Illustrations de Sandrine Bonini
Manger est le propre de l'homme
Dans une petite ville inconnue rongée par la crise, dans une rue où les voisins en âge de travailler partent les uns après les autres, se dresse la maison de Sara et ses parents, en face de la décharge municipale. Cet endroit est un havre de paix au milieu du chaos ambiant et le jardin reste entretenu. La famille a même recueilli la grand-mère depuis que l'huissier lui a saisi son appartement. Elle vit désormais au fond du jardin dans une cabane aménagée...
Sara est une petite fille assez solitaire. Un peu par défi et surtout par vengeance que ses parents n'aient pas considéré son acte de ranger sa chambre comme un acte exceptionnel, elle décide d'être végétarienne.
Végétarienne est un mot qui lui plaît d'ailleurs: "elle rayonnait. Ce mot lui allait bien. Comme un vêtement original et magnifique. Elle n'était plus seulement une fille et une élève, elle avait un truc bien à elle."
D'ailleurs, sa grand-mère la soutient dans sa démarche, tout en lui précisant qu'on peut manger de tout à partir du moment qu'on en connaît l'origine. En effet, "manger est le propre de la vie", alors respecter un strict régime alimentaire est un peu ridicule...
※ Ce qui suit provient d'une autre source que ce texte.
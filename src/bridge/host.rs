//! Capability implementations backed by the companion helper binary.
//!
//! Every call spawns the helper with a subcommand and joins its exit on a hard
//! deadline, so a hung helper process can never block the engine indefinitely.
//! A timeout or a non-zero exit surfaces as a transport failure; the engine
//! never retries a transport call within a step.

use anyhow::Result;
use async_trait::async_trait;
use std::path::PathBuf;
use std::sync::Arc;
use std::time::Duration;
use tokio::process::{Child, Command};

use crate::error::EngineError;

use super::traits::{
    DetectedElement, InputProvider, MirrorState, ScreenCapturer, ScreenDescriber,
    ScreenDescription, TypeOutcome, WindowBridge, WindowInfo,
};

const TRANSPORT_DEADLINE: Duration = Duration::from_secs(10);
/// App launches go through the host OS and can take much longer than an
/// injection round trip.
const LAUNCH_DEADLINE: Duration = Duration::from_secs(20);

/// One-shot helper invocations with a bounded wait.
pub struct HelperTransport {
    helper: PathBuf,
}

impl HelperTransport {
    pub fn new(helper: PathBuf) -> Self {
        Self { helper }
    }

    async fn run(&self, args: &[&str]) -> Result<String> {
        self.run_with_deadline(args, TRANSPORT_DEADLINE).await
    }

    async fn run_with_deadline(&self, args: &[&str], deadline: Duration) -> Result<String> {
        log::debug!("helper call: {}", args.join(" "));

        let child = Command::new(&self.helper)
            .args(args)
            .stdout(std::process::Stdio::piped())
            .stderr(std::process::Stdio::piped())
            .stdin(std::process::Stdio::null())
            .kill_on_drop(true)
            .spawn()
            .map_err(|e| EngineError::Transport(format!("failed to spawn helper: {}", e)))?;

        let output = tokio::time::timeout(deadline, child.wait_with_output())
            .await
            .map_err(|_| {
                EngineError::Transport(format!(
                    "helper call `{}` exceeded {}s deadline",
                    args.join(" "),
                    deadline.as_secs()
                ))
            })?
            .map_err(|e| EngineError::Transport(format!("helper I/O error: {}", e)))?;

        if !output.status.success() {
            let stderr = String::from_utf8_lossy(&output.stderr);
            return Err(EngineError::Transport(format!(
                "helper call `{}` failed: {}",
                args.join(" "),
                stderr.trim()
            ))
            .into());
        }

        Ok(String::from_utf8_lossy(&output.stdout).trim().to_string())
    }

    /// Spawn the long-running event stream used by record mode. The caller
    /// owns the child and reads stdout line by line; killing the child ends
    /// the stream.
    pub fn spawn_event_stream(&self) -> Result<Child> {
        Command::new(&self.helper)
            .arg("events")
            .stdout(std::process::Stdio::piped())
            .stderr(std::process::Stdio::null())
            .stdin(std::process::Stdio::null())
            .kill_on_drop(true)
            .spawn()
            .map_err(|e| EngineError::Transport(format!("failed to start event stream: {}", e)).into())
    }
}

/// Helper-backed implementation of all four capability traits.
pub struct HostSession {
    transport: Arc<HelperTransport>,
}

impl HostSession {
    pub fn new(transport: Arc<HelperTransport>) -> Self {
        Self { transport }
    }

    fn fmt(v: f64) -> String {
        format!("{:.0}", v)
    }
}

#[async_trait]
impl WindowBridge for HostSession {
    async fn window_info(&self) -> Result<Option<WindowInfo>> {
        let out = self.transport.run(&["window-info"]).await?;
        if out.is_empty() {
            return Ok(None);
        }
        let parts: Vec<f64> = out
            .split_whitespace()
            .filter_map(|p| p.parse().ok())
            .collect();
        if parts.len() != 4 {
            return Err(
                EngineError::Transport(format!("malformed window-info reply: {:?}", out)).into(),
            );
        }
        Ok(Some(WindowInfo {
            x: parts[0],
            y: parts[1],
            width: parts[2],
            height: parts[3],
        }))
    }

    async fn state(&self) -> Result<MirrorState> {
        let out = self.transport.run(&["state"]).await?;
        MirrorState::parse(&out)
            .ok_or_else(|| EngineError::Transport(format!("unknown state reply: {:?}", out)).into())
    }

    async fn trigger_menu_action(&self, menu: &str, item: &str) -> Result<bool> {
        let out = self.transport.run(&["menu-action", menu, item]).await?;
        Ok(out == "ok")
    }

    async fn activate(&self) -> Result<()> {
        self.transport.run(&["activate"]).await?;
        Ok(())
    }
}

#[async_trait]
impl InputProvider for HostSession {
    async fn tap(&self, x: f64, y: f64) -> Result<()> {
        self.transport
            .run(&["tap", &Self::fmt(x), &Self::fmt(y)])
            .await?;
        Ok(())
    }

    async fn double_tap(&self, x: f64, y: f64) -> Result<()> {
        self.transport
            .run(&["double-tap", &Self::fmt(x), &Self::fmt(y)])
            .await?;
        Ok(())
    }

    async fn long_press(&self, x: f64, y: f64, duration_ms: u64) -> Result<()> {
        self.transport
            .run(&[
                "long-press",
                &Self::fmt(x),
                &Self::fmt(y),
                &duration_ms.to_string(),
            ])
            .await?;
        Ok(())
    }

    async fn swipe(&self, x1: f64, y1: f64, x2: f64, y2: f64, duration_ms: u64) -> Result<()> {
        self.transport
            .run(&[
                "swipe",
                &Self::fmt(x1),
                &Self::fmt(y1),
                &Self::fmt(x2),
                &Self::fmt(y2),
                &duration_ms.to_string(),
            ])
            .await?;
        Ok(())
    }

    async fn drag(&self, x1: f64, y1: f64, x2: f64, y2: f64) -> Result<()> {
        self.transport
            .run(&[
                "drag",
                &Self::fmt(x1),
                &Self::fmt(y1),
                &Self::fmt(x2),
                &Self::fmt(y2),
            ])
            .await?;
        Ok(())
    }

    async fn type_text(&self, text: &str) -> Result<TypeOutcome> {
        let out = self.transport.run(&["type", text]).await?;
        // The helper reports partial injection (e.g. characters the device
        // keyboard cannot produce) on stdout.
        let warning = out
            .lines()
            .find_map(|l| l.strip_prefix("warning: "))
            .map(|w| w.to_string());
        Ok(TypeOutcome {
            success: true,
            warning,
            error: None,
        })
    }

    async fn press_key(&self, name: &str, modifiers: &[String]) -> Result<()> {
        let mods = modifiers.join("+");
        let mut args = vec!["key", name];
        if !mods.is_empty() {
            args.push(&mods);
        }
        self.transport.run(&args).await?;
        Ok(())
    }

    async fn launch_app(&self, name: &str) -> Result<()> {
        self.transport
            .run_with_deadline(&["launch", name], LAUNCH_DEADLINE)
            .await?;
        Ok(())
    }

    async fn open_url(&self, url: &str) -> Result<()> {
        self.transport.run(&["open-url", url]).await?;
        Ok(())
    }

    async fn shake(&self) -> Result<()> {
        self.transport.run(&["shake"]).await?;
        Ok(())
    }
}

#[async_trait]
impl ScreenDescriber for HostSession {
    async fn describe(&self) -> Result<ScreenDescription> {
        let out = self.transport.run(&["describe"]).await?;
        let mut elements = Vec::new();
        let mut screenshot = None;

        // Reply format: an optional "screenshot <base64>" line, then one
        // tab-separated line per detected element: text, x, y, confidence.
        for line in out.lines() {
            if let Some(b64) = line.strip_prefix("screenshot ") {
                screenshot = Some(b64.trim().to_string());
                continue;
            }
            let parts: Vec<&str> = line.split('\t').collect();
            if parts.len() < 4 {
                continue;
            }
            let (Ok(x), Ok(y), Ok(confidence)) = (
                parts[1].parse::<f64>(),
                parts[2].parse::<f64>(),
                parts[3].parse::<f32>(),
            ) else {
                continue;
            };
            elements.push(DetectedElement {
                text: parts[0].to_string(),
                x,
                y,
                confidence,
            });
        }

        // Stable order: top to bottom, left to right.
        elements.sort_by(|a, b| {
            a.y.partial_cmp(&b.y)
                .unwrap_or(std::cmp::Ordering::Equal)
                .then(a.x.partial_cmp(&b.x).unwrap_or(std::cmp::Ordering::Equal))
        });

        Ok(ScreenDescription {
            elements,
            screenshot,
        })
    }
}

#[async_trait]
impl ScreenCapturer for HostSession {
    async fn capture_base64(&self) -> Result<String> {
        self.transport.run(&["capture"]).await
    }
}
Pour convaincre sa petite fille, elle lui raconte une étrange histoire: "Il y a longtemps, les légumes étaient des animaux comme les autres.. Mais ils étaient paresseux, alors ils ont pris racine. Tu peux voir leurs ancienne bouche et leurs membres, leurs yeux."
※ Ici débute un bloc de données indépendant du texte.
//! Line-oriented scenario parser.
//!
//! ```text
//! name: Wi-Fi toggle
//! description: Open settings and check Wi-Fi
//! steps:
//!   - launch: "Settings"
//!   - tap: "Wi-Fi"
//!   - assert_visible: "Wi-Fi"
//!   - home
//! ```
//!
//! `${VAR}` / `${VAR:-default}` placeholders are substituted from the process
//! environment before any line is inspected.

use once_cell::sync::Lazy;
use regex::Regex;
use std::path::Path;

use crate::error::EngineError;

use super::types::{ScenarioDefinition, ScenarioStep};

/// Keys belonging to the AI/operator dialect. The deterministic grammar
/// never lowers these; they parse as skipped steps.
const AI_ONLY_KEYS: &[&str] = &["remember", "condition", "repeat", "verify", "measure"];

static VAR_PATTERN: Lazy<Regex> = Lazy::new(|| {
    // ${NAME} or ${NAME:-default}
    Regex::new(r"\$\{([A-Za-z_][A-Za-z0-9_]*)(?::-([^}]*))?\}").unwrap()
});

/// Substitute `${VAR}` / `${VAR:-default}` from the environment. Unset
/// variables without a default are left as-is so the miss is visible in the
/// parsed output.
pub fn substitute_env(text: &str) -> String {
    VAR_PATTERN
        .replace_all(text, |caps: &regex::Captures| {
            match std::env::var(&caps[1]) {
                Ok(val) => val,
                Err(_) => match caps.get(2) {
                    Some(default) => default.as_str().to_string(),
                    None => caps[0].to_string(),
                },
            }
        })
        .to_string()
}

pub fn parse_scenario_file(path: &Path) -> Result<ScenarioDefinition, EngineError> {
    let raw = std::fs::read_to_string(path).map_err(|e| EngineError::Parse {
        path: path.to_path_buf(),
        line: 0,
        message: format!("cannot read file: {}", e),
    })?;
    parse_scenario_text(&raw, path)
}

pub fn parse_scenario_text(raw: &str, path: &Path) -> Result<ScenarioDefinition, EngineError> {
    let text = substitute_env(raw);

    let mut name = String::new();
    let mut description = String::new();
    let mut steps: Vec<ScenarioStep> = Vec::new();
    let mut in_steps = false;

    let err = |line: usize, message: String| EngineError::Parse {
        path: path.to_path_buf(),
        line,
        message,
    };

    for (idx, raw_line) in text.lines().enumerate() {
        let line_no = idx + 1;
        let line = raw_line.trim();
        if line.is_empty() || line.starts_with('#') {
            continue;
        }

        if !in_steps {
            if line == "steps:" {
                in_steps = true;
            } else if let Some(rest) = line.strip_prefix("name:") {
                name = strip_quotes(rest.trim()).to_string();
            } else if let Some(rest) = line.strip_prefix("description:") {
                description = strip_quotes(rest.trim()).to_string();
            } else {
                return Err(err(
                    line_no,
                    format!("unexpected line before steps: {:?}", line),
                ));
            }
            continue;
        }

        let entry = line.strip_prefix("- ").unwrap_or(line).trim();
        steps.push(parse_step(entry, line_no, &err)?);
    }

    if !in_steps {
        return Err(err(0, "missing steps: section".to_string()));
    }
    if steps.is_empty() {
        return Err(err(0, "scenario has no steps".to_string()));
    }

    if name.is_empty() {
        name = path
            .file_stem()
            .and_then(|s| s.to_str())
            .unwrap_or("unnamed")
            .to_string();
    }

    Ok(ScenarioDefinition {
        name,
        description,
        source_path: path.to_path_buf(),
        steps,
    })
}

fn parse_step(
    entry: &str,
    line_no: usize,
    err: &impl Fn(usize, String) -> EngineError,
) -> Result<ScenarioStep, EngineError> {
    // Bare keywords first.
    match entry {
        "home" => return Ok(ScenarioStep::Home),
        "shake" => return Ok(ScenarioStep::Shake),
        _ => {}
    }

    let Some((key, raw_value)) = entry.split_once(':') else {
        if entry.is_empty() {
            return Err(err(line_no, "empty step line".to_string()));
        }
        // Bare keywords outside the grammar are skipped, never fatal.
        let reason = if AI_ONLY_KEYS.contains(&entry) {
            "requires the AI interpreter"
        } else {
            "unsupported step key"
        };
        return Ok(ScenarioStep::Skipped {
            key: entry.to_string(),
            reason: reason.to_string(),
        });
    };
    let key = key.trim();
    let value = strip_quotes(raw_value.trim()).to_string();

    let requires_value = |v: &str| -> Result<(), EngineError> {
        if v.is_empty() {
            Err(err(line_no, format!("step `{}` requires a value", key)))
        } else {
            Ok(())
        }
    };

    let step = match key {
        "launch" => {
            requires_value(&value)?;
            ScenarioStep::Launch(value)
        }
        "tap" => {
            requires_value(&value)?;
            ScenarioStep::Tap(value)
        }
        "type" => {
            requires_value(&value)?;
            ScenarioStep::Type(value)
        }
        "press_key" => {
            requires_value(&value)?;
            ScenarioStep::PressKey(value)
        }
        "swipe" => {
            requires_value(&value)?;
            ScenarioStep::Swipe(value)
        }
        "scroll_to" => {
            requires_value(&value)?;
            ScenarioStep::ScrollTo(value)
        }
        "wait_for" => {
            requires_value(&value)?;
            ScenarioStep::WaitFor(value)
        }
        "assert_visible" => {
            requires_value(&value)?;
            ScenarioStep::AssertVisible(value)
        }
        "assert_not_visible" => {
            requires_value(&value)?;
            ScenarioStep::AssertNotVisible(value)
        }
        "screenshot" => {
            requires_value(&value)?;
            ScenarioStep::Screenshot(value)
        }
        "open_url" => {
            requires_value(&value)?;
            ScenarioStep::OpenUrl(value)
        }
        _ if AI_ONLY_KEYS.contains(&key) => ScenarioStep::Skipped {
            key: key.to_string(),
            reason: "requires the AI interpreter".to_string(),
        },
        _ => ScenarioStep::Skipped {
            key: key.to_string(),
            reason: "unsupported step key".to_string(),
        },
    };

    Ok(step)
}

fn strip_quotes(s: &str) -> &str {
    let s = s.trim();
    if s.len() >= 2 {
        let bytes = s.as_bytes();
        if (bytes[0] == b'"' && bytes[s.len() - 1] == b'"')
            || (bytes[0] == b'\'' && bytes[s.len() - 1] == b'\'')
        {
            return &s[1..s.len() - 1];
        }
    }
    s
}

#[cfg(test)]
mod tests {
    use super::*;
    use std::path::PathBuf;

    fn parse(text: &str) -> Result<ScenarioDefinition, EngineError> {
        parse_scenario_text(text, &PathBuf::from("test.scenario"))
    }

    const SIMPLE: &str = r#"
name: Wi-Fi check
description: Open settings
steps:
  - launch: "Settings"
  - tap: "Wi-Fi"
  - assert_visible: "Wi-Fi"
  - home
"#;

    #[test]
    fn parses_simple_scenario() {
        let def = parse(SIMPLE).unwrap();
        assert_eq!(def.name, "Wi-Fi check");
        assert_eq!(def.description, "Open settings");
        assert_eq!(def.steps.len(), 4);
        assert_eq!(def.steps[0], ScenarioStep::Launch("Settings".to_string()));
        assert_eq!(def.steps[3], ScenarioStep::Home);
    }

    #[test]
    fn parse_is_idempotent() {
        let a = parse(SIMPLE).unwrap();
        let b = parse(SIMPLE).unwrap();
        assert_eq!(a, b);
    }

    #[test]
    fn unknown_and_ai_keys_become_skipped() {
        let def = parse(
            "steps:\n  - tap: \"OK\"\n  - remember: \"the balance\"\n  - frobnicate: \"x\"\n",
        )
        .unwrap();
        assert_eq!(def.steps.len(), 3);
        match &def.steps[1] {
            ScenarioStep::Skipped { key, reason } => {
                assert_eq!(key, "remember");
                assert!(reason.contains("AI"));
            }
            other => panic!("expected skipped, got {:?}", other),
        }
        assert!(matches!(def.steps[2], ScenarioStep::Skipped { .. }));
    }

    #[test]
    fn bare_unknown_keyword_becomes_skipped() {
        let def = parse("steps:\n  - tap: \"OK\"\n  - frobnicate\n").unwrap();
        assert_eq!(def.steps.len(), 2);
        match &def.steps[1] {
            ScenarioStep::Skipped { key, reason } => {
                assert_eq!(key, "frobnicate");
                assert!(reason.contains("unsupported"));
            }
            other => panic!("expected skipped, got {:?}", other),
        }
    }

    #[test]
    fn missing_value_is_a_parse_error() {
        let e = parse("steps:\n  - tap:\n").unwrap_err();
        match e {
            EngineError::Parse { line, message, .. } => {
                assert_eq!(line, 2);
                assert!(message.contains("requires a value"));
            }
            other => panic!("expected parse error, got {:?}", other),
        }
    }

    #[test]
    fn missing_steps_section_is_a_parse_error() {
        assert!(parse("name: x\n").is_err());
    }

    #[test]
    fn env_substitution_with_default() {
        std::env::set_var("MIRA_TEST_APP", "Settings");
        let text = "steps:\n  - launch: \"${MIRA_TEST_APP}\"\n  - tap: \"${MIRA_TEST_UNSET:-Wi-Fi}\"\n";
        let def = parse(text).unwrap();
        assert_eq!(def.steps[0], ScenarioStep::Launch("Settings".to_string()));
        assert_eq!(def.steps[1], ScenarioStep::Tap("Wi-Fi".to_string()));
    }

    #[test]
    fn unset_var_without_default_is_kept_verbatim() {
        let text = "steps:\n  - tap: \"${MIRA_TEST_NEVER_SET}\"\n";
        let def = parse(text).unwrap();
        assert_eq!(
            def.steps[0],
            ScenarioStep::Tap("${MIRA_TEST_NEVER_SET}".to_string())
        );
    }

    #[test]
    fn name_falls_back_to_file_stem() {
        let def = parse("steps:\n  - home\n").unwrap();
        assert_eq!(def.name, "test");
    }
}
//! Fuzzy text matching over detected on-screen elements.

use serde::{Deserialize, Serialize};

use super::traits::DetectedElement;

/// How a label was matched against a candidate element. Recorded in compiled
/// artifacts so replay can report which strategy originally hit.
#[derive(Debug, Clone, Copy, PartialEq, Eq, Serialize, Deserialize)]
#[serde(rename_all = "kebab-case")]
pub enum MatchStrategy {
    Exact,
    CaseInsensitive,
    Substring,
    ReverseSubstring,
}

impl MatchStrategy {
    pub fn as_str(&self) -> &'static str {
        match self {
            Self::Exact => "exact",
            Self::CaseInsensitive => "case-insensitive",
            Self::Substring => "substring",
            Self::ReverseSubstring => "reverse-substring",
        }
    }
}

impl std::fmt::Display for MatchStrategy {
    fn fmt(&self, f: &mut std::fmt::Formatter<'_>) -> std::fmt::Result {
        f.write_str(self.as_str())
    }
}

/// Find the best element for a label. Priority, stopping at the first hit:
/// exact equality, case-insensitive equality, label contained in candidate
/// text, candidate text contained in label. Deterministic given a stable
/// input ordering.
pub fn best_match<'a>(
    label: &str,
    elements: &'a [DetectedElement],
) -> Option<(&'a DetectedElement, MatchStrategy)> {
    let label_lower = label.to_lowercase();

    if let Some(el) = elements.iter().find(|e| e.text == label) {
        return Some((el, MatchStrategy::Exact));
    }
    if let Some(el) = elements.iter().find(|e| e.text.to_lowercase() == label_lower) {
        return Some((el, MatchStrategy::CaseInsensitive));
    }
    if let Some(el) = elements
        .iter()
        .find(|e| e.text.to_lowercase().contains(&label_lower))
    {
        return Some((el, MatchStrategy::Substring));
    }
    if let Some(el) = elements.iter().find(|e| {
        let text_lower = e.text.to_lowercase();
        !text_lower.is_empty() && label_lower.contains(&text_lower)
    }) {
        return Some((el, MatchStrategy::ReverseSubstring));
    }

    None
}

/// Diagnostic message for a miss. Enumerates everything that was actually
/// visible so the failure can be understood without re-running.
pub fn not_found_message(label: &str, elements: &[DetectedElement]) -> String {
    if elements.is_empty() {
        return format!("\"{}\" not found: no text detected on screen", label);
    }
    let visible: Vec<String> = elements
        .iter()
        .map(|e| format!("\"{}\"", e.text))
        .collect();
    format!(
        "\"{}\" not found. Visible elements: [{}]",
        label,
        visible.join(", ")
    )
}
Exaltée et convaincue, Sara décide de faire honneur à leur ancienne condition en créant un zoo des légumes dans son jardin. Non seulement elle se heurte à l'incompréhension des enfants de son âge, mais aussi à la précarité de ses "nouveaux prisonniers"; très vite leur aspect change, même s'ils reçoivent tous les soins.
Au delà de cette gentille petite histoire, l'auteur tente de convaincre les plus difficiles à table. En effet, il file la métaphore du légume comme ancien animal, et insiste sur le fait qu'il faut manger tous les légumes afin de pouvoir "conserver l'équilibre des forces" entre eux. Finalement, au lieu de rester des "êtres vivants retenus prisonniers par leurs racines", ne faut-il pas mieux être dégustés pour pouvoir goûter à la liberté?
Enfin, la question de vie/mort est soulevée en filigrane sans pour autant s'appesantir.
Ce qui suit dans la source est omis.